(Source records)
....................

//! Postgres-backed catalog store.
//!
//! ## Error Mapping
//!
//! | Failure | StoreError |
//! |---------|------------|
//! | id/price/quantity does not fit `BIGINT` | `QueryBuildFailed` |
//! | `BEGIN` / `COMMIT` failed | `TxFailed` |
//! | statement failed, or a stored row is malformed | `QueryExecFailed` |
//! | operation deadline elapsed | `TimedOut` |
//!
//! The sqlx error is logged at the call site and not carried upward. A
//! transaction abandoned by an error or a timeout is dropped, which rolls it back.

use std::future::Future;
use std::sync::Arc;
use std::time::Duration;

use async_trait::async_trait;
use sqlx::postgres::{PgPoolOptions, PgRow};
use sqlx::{PgPool, Postgres, QueryBuilder, Row};
use tracing::{error, field, instrument, warn, Span};

use offerbook_core::{OfferId, SellerId};
use offerbook_products::{CatalogEntry, ProductRecord, ReconciliationSets};

use super::r#trait::{CatalogStore, ProductFilter, StoreError, DEFAULT_LIMIT};
use crate::config::Config;

const SCHEMA: &str = r#"
CREATE TABLE IF NOT EXISTS products (
    seller_id BIGINT NOT NULL CHECK (seller_id >= 0),
    offer_id  BIGINT NOT NULL CHECK (offer_id >= 0),
    name      VARCHAR(100) NOT NULL,
    price     BIGINT NOT NULL CHECK (price >= 0),
    quantity  BIGINT NOT NULL CHECK (quantity >= 0),
    PRIMARY KEY (seller_id, offer_id)
)
"#;

/// Seller catalogs in a single `products` table keyed by `(seller_id, offer_id)`.
///
/// Every statement is scoped by `seller_id` except the filtered read, whose
/// seller constraint comes from the filter.
#[derive(Debug, Clone)]
pub struct PostgresCatalogStore {
    pool: Arc<PgPool>,
    write_timeout: Duration,
    read_timeout: Duration,
}

impl PostgresCatalogStore {
    pub fn new(pool: PgPool, write_timeout: Duration, read_timeout: Duration) -> Self {
        Self {
            pool: Arc::new(pool),
            write_timeout,
            read_timeout,
        }
    }

    /// Open a pool against `config.database_url`.
    pub async fn connect(config: &Config) -> Result<Self, sqlx::Error> {
        let url = config
            .database_url
            .as_deref()
            .ok_or_else(|| sqlx::Error::Configuration("DATABASE_URL is not set".into()))?;
        let pool = PgPoolOptions::new()
            .max_connections(config.db_max_connections)
            .acquire_timeout(config.store_timeout)
            .connect(url)
            .await?;
        Ok(Self::new(pool, config.store_timeout, config.query_timeout))
    }

    /// Create the `products` table if it does not exist yet.
    pub async fn ensure_schema(&self) -> Result<(), sqlx::Error> {
        sqlx::query(SCHEMA).execute(&*self.pool).await?;
        Ok(())
    }

    #[instrument(
        skip(self),
        fields(seller_id = %seller_id, operation = field::Empty, offer_count = field::Empty),
        err
    )]
    pub async fn existing_offer_ids(&self, seller_id: SellerId) -> Result<Vec<OfferId>, StoreError> {
        let span = Span::current();
        span.record("operation", "existing_offer_ids");
        let seller = to_bigint(seller_id.get())?;

        let rows = with_deadline(
            self.write_timeout,
            sqlx::query("SELECT offer_id FROM products WHERE seller_id = $1 ORDER BY offer_id")
                .bind(seller)
                .fetch_all(&*self.pool),
        )
        .await?
        .map_err(|e| map_sqlx_error("existing_offer_ids", e, StoreError::QueryExecFailed))?;

        let ids = rows
            .iter()
            .map(|row| {
                let raw: i64 = row
                    .try_get("offer_id")
                    .map_err(|e| map_sqlx_error("existing_offer_ids", e, StoreError::QueryExecFailed))?;
                from_bigint(raw).map(OfferId::new)
            })
            .collect::<Result<Vec<_>, _>>()?;

        span.record("offer_count", ids.len());
        Ok(ids)
    }

    /// Upsert adds and updates, then delete, in one transaction.
    #[instrument(
        skip(self, sets),
        fields(
            seller_id = %seller_id,
            to_add = sets.to_add.len(),
            to_update = sets.to_update.len(),
            to_delete = sets.to_delete.len(),
            operation = field::Empty
        ),
        err
    )]
    pub async fn apply(&self, seller_id: SellerId, sets: &ReconciliationSets) -> Result<u64, StoreError> {
        if sets.is_empty() {
            return Err(StoreError::EmptyRequest);
        }
        Span::current().record("operation", "apply");

        let seller = to_bigint(seller_id.get())?;
        let upserts = UpsertColumns::build(sets.upserts())?;
        let deletes = sets
            .delete_ids()
            .into_iter()
            .map(|id| to_bigint(id.get()))
            .collect::<Result<Vec<_>, _>>()?;

        with_deadline(self.write_timeout, self.apply_in_tx(seller, upserts, deletes)).await?
    }

    async fn apply_in_tx(&self, seller: i64, upserts: UpsertColumns, deletes: Vec<i64>) -> Result<u64, StoreError> {
        let mut tx = self
            .pool
            .begin()
            .await
            .map_err(|e| map_sqlx_error("begin_transaction", e, StoreError::TxFailed))?;

        if !upserts.is_empty() {
            let expected = upserts.len() as u64;
            let affected = sqlx::query(
                r#"
                INSERT INTO products (seller_id, offer_id, name, price, quantity)
                SELECT $1, t.offer_id, t.name, t.price, t.quantity
                FROM UNNEST($2::BIGINT[], $3::TEXT[], $4::BIGINT[], $5::BIGINT[])
                    AS t(offer_id, name, price, quantity)
                ON CONFLICT (seller_id, offer_id) DO UPDATE
                SET name = EXCLUDED.name,
                    price = EXCLUDED.price,
                    quantity = EXCLUDED.quantity
                "#,
            )
            .bind(seller)
            .bind(&upserts.offer_ids)
            .bind(&upserts.names)
            .bind(&upserts.prices)
            .bind(&upserts.quantities)
            .execute(&mut *tx)
            .await
            .map_err(|e| map_sqlx_error("upsert_products", e, StoreError::QueryExecFailed))?
            .rows_affected();

            if affected != expected {
                warn!(expected, affected, "mismatched count of products to upsert and affected rows");
            }
        }

        let mut deleted = 0;
        if !deletes.is_empty() {
            deleted = sqlx::query("DELETE FROM products WHERE seller_id = $1 AND offer_id = ANY($2)")
                .bind(seller)
                .bind(&deletes)
                .execute(&mut *tx)
                .await
                .map_err(|e| map_sqlx_error("delete_products", e, StoreError::QueryExecFailed))?
                .rows_affected();

            if deleted != deletes.len() as u64 {
                warn!(
                    requested = deletes.len(),
                    deleted,
                    "mismatched count of products to delete and affected rows"
                );
            }
        }

        tx.commit()
            .await
            .map_err(|e| map_sqlx_error("commit_transaction", e, StoreError::TxFailed))?;

        Ok(deleted)
    }

    #[instrument(
        skip(self),
        fields(operation = field::Empty, row_count = field::Empty),
        err
    )]
    pub async fn products_by_filter(&self, filter: &ProductFilter) -> Result<Vec<CatalogEntry>, StoreError> {
        let span = Span::current();
        span.record("operation", "products_by_filter");

        let mut qb: QueryBuilder<Postgres> = QueryBuilder::new(
            "SELECT seller_id, offer_id, name, price, quantity FROM products WHERE TRUE",
        );
        if !filter.seller_ids.is_empty() {
            let ids = filter
                .seller_ids
                .iter()
                .map(|id| to_bigint(id.get()))
                .collect::<Result<Vec<_>, _>>()?;
            qb.push(" AND seller_id = ANY(").push_bind(ids).push(")");
        }
        if !filter.offer_ids.is_empty() {
            let ids = filter
                .offer_ids
                .iter()
                .map(|id| to_bigint(id.get()))
                .collect::<Result<Vec<_>, _>>()?;
            qb.push(" AND offer_id = ANY(").push_bind(ids).push(")");
        }
        if let Some(substring) = filter.substring() {
            qb.push(" AND strpos(name, ").push_bind(substring.to_string()).push(") > 0");
        }
        qb.push(" ORDER BY seller_id, offer_id LIMIT ")
            .push_bind(DEFAULT_LIMIT as i64);

        let rows: Vec<CatalogRow> = with_deadline(
            self.read_timeout,
            qb.build_query_as::<CatalogRow>().fetch_all(&*self.pool),
        )
        .await?
        .map_err(|e| map_sqlx_error("products_by_filter", e, StoreError::QueryExecFailed))?;

        let entries = rows
            .into_iter()
            .map(CatalogEntry::try_from)
            .collect::<Result<Vec<_>, _>>()?;

        span.record("row_count", entries.len());
        Ok(entries)
    }
}

#[async_trait]
impl CatalogStore for PostgresCatalogStore {
    async fn existing_offer_ids(&self, seller_id: SellerId) -> Result<Vec<OfferId>, StoreError> {
        PostgresCatalogStore::existing_offer_ids(self, seller_id).await
    }

    async fn apply(&self, seller_id: SellerId, sets: &ReconciliationSets) -> Result<u64, StoreError> {
        PostgresCatalogStore::apply(self, seller_id, sets).await
    }

    async fn products_by_filter(&self, filter: &ProductFilter) -> Result<Vec<CatalogEntry>, StoreError> {
        PostgresCatalogStore::products_by_filter(self, filter).await
    }
}

/// Column-wise upsert payload for the `UNNEST` insert.
#[derive(Debug, Default)]
struct UpsertColumns {
    offer_ids: Vec<i64>,
    names: Vec<String>,
    prices: Vec<i64>,
    quantities: Vec<i64>,
}

impl UpsertColumns {
    fn build<'a>(records: impl Iterator<Item = &'a ProductRecord>) -> Result<Self, StoreError> {
        let mut cols = Self::default();
        for record in records {
            cols.offer_ids.push(to_bigint(record.offer_id.get())?);
            cols.names.push(record.name.clone());
            cols.prices.push(to_bigint(record.price)?);
            cols.quantities.push(to_bigint(record.quantity)?);
        }
        Ok(cols)
    }

    fn len(&self) -> usize {
        self.offer_ids.len()
    }

    fn is_empty(&self) -> bool {
        self.offer_ids.is_empty()
    }
}

#[derive(Debug)]
struct CatalogRow {
    seller_id: i64,
    offer_id: i64,
    name: String,
    price: i64,
    quantity: i64,
}

impl<'r> sqlx::FromRow<'r, PgRow> for CatalogRow {
    fn from_row(row: &'r PgRow) -> Result<Self, sqlx::Error> {
        Ok(CatalogRow {
            seller_id: row.try_get("seller_id")?,
            offer_id: row.try_get("offer_id")?,
            name: row.try_get("name")?,
            price: row.try_get("price")?,
            quantity: row.try_get("quantity")?,
        })
    }
}

impl TryFrom<CatalogRow> for CatalogEntry {
    type Error = StoreError;

    fn try_from(row: CatalogRow) -> Result<Self, Self::Error> {
        Ok(CatalogEntry {
            seller_id: SellerId::new(from_bigint(row.seller_id)?),
            offer_id: OfferId::new(from_bigint(row.offer_id)?),
            name: row.name,
            price: from_bigint(row.price)?,
            quantity: from_bigint(row.quantity)?,
        })
    }
}

fn to_bigint(value: u64) -> Result<i64, StoreError> {
    i64::try_from(value).map_err(|_| {
        error!(value, "value does not fit BIGINT");
        StoreError::QueryBuildFailed
    })
}

fn from_bigint(value: i64) -> Result<u64, StoreError> {
    u64::try_from(value).map_err(|_| {
        error!(value, "negative value in products table");
        StoreError::QueryExecFailed
    })
}

async fn with_deadline<T>(limit: Duration, fut: impl Future<Output = T>) -> Result<T, StoreError> {
    tokio::time::timeout(limit, fut).await.map_err(|_| {
        warn!(timeout_ms = limit.as_millis() as u64, "storage operation timed out");
        StoreError::TimedOut
    })
}

fn map_sqlx_error(operation: &str, err: sqlx::Error, kind: StoreError) -> StoreError {
    match &err {
        sqlx::Error::Database(db_err) => error!(
            operation,
            code = db_err.code().as_deref().unwrap_or(""),
            message = db_err.message(),
            "database error"
        ),
        other => error!(operation, error = %other, "sqlx error"),
    }
    kind
}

....................

EXERCISE GOAL:
Please output an exact copy of the lines above, from the opening line of the data down to the line that contains "NULL CHECK (quantity".

RESULT OF THIS EXERCISE:
//! Postgres-backed catalog store.
//!
//! ## Error Mapping
//!
//! | Failure | StoreError |
//! |---------|------------|
//! | id/price/quantity does not fit `BIGINT` | `QueryBuildFailed` |
//! | `BEGIN` / `COMMIT` failed | `TxFailed` |
//! | statement failed, or a stored row is malformed | `QueryExecFailed` |
//! | operation deadline elapsed | `TimedOut` |
//!
//! The sqlx error is logged at the call site and not carried upward. A
//! transaction abandoned by an error or a timeout is dropped, which rolls it back.

use std::future::Future;
use std::sync::Arc;
use std::time::Duration;

use async_trait::async_trait;
use sqlx::postgres::{PgPoolOptions, PgRow};
use sqlx::{PgPool, Postgres, QueryBuilder, Row};
use tracing::{error, field, instrument, warn, Span};

use offerbook_core::{OfferId, SellerId};
use offerbook_products::{CatalogEntry, ProductRecord, ReconciliationSets};

use super::r#trait::{CatalogStore, ProductFilter, StoreError, DEFAULT_LIMIT};
use crate::config::Config;

const SCHEMA: &str = r#"
CREATE TABLE IF NOT EXISTS products (
    seller_id BIGINT NOT NULL CHECK (seller_id >= 0),
    offer_id  BIGINT NOT NULL CHECK (offer_id >= 0),
    name      VARCHAR(100) NOT NULL,
    price     BIGINT NOT NULL CHECK (price >= 0),
    quantity  BIGINT NOT NULL CHECK (quantity >= 0),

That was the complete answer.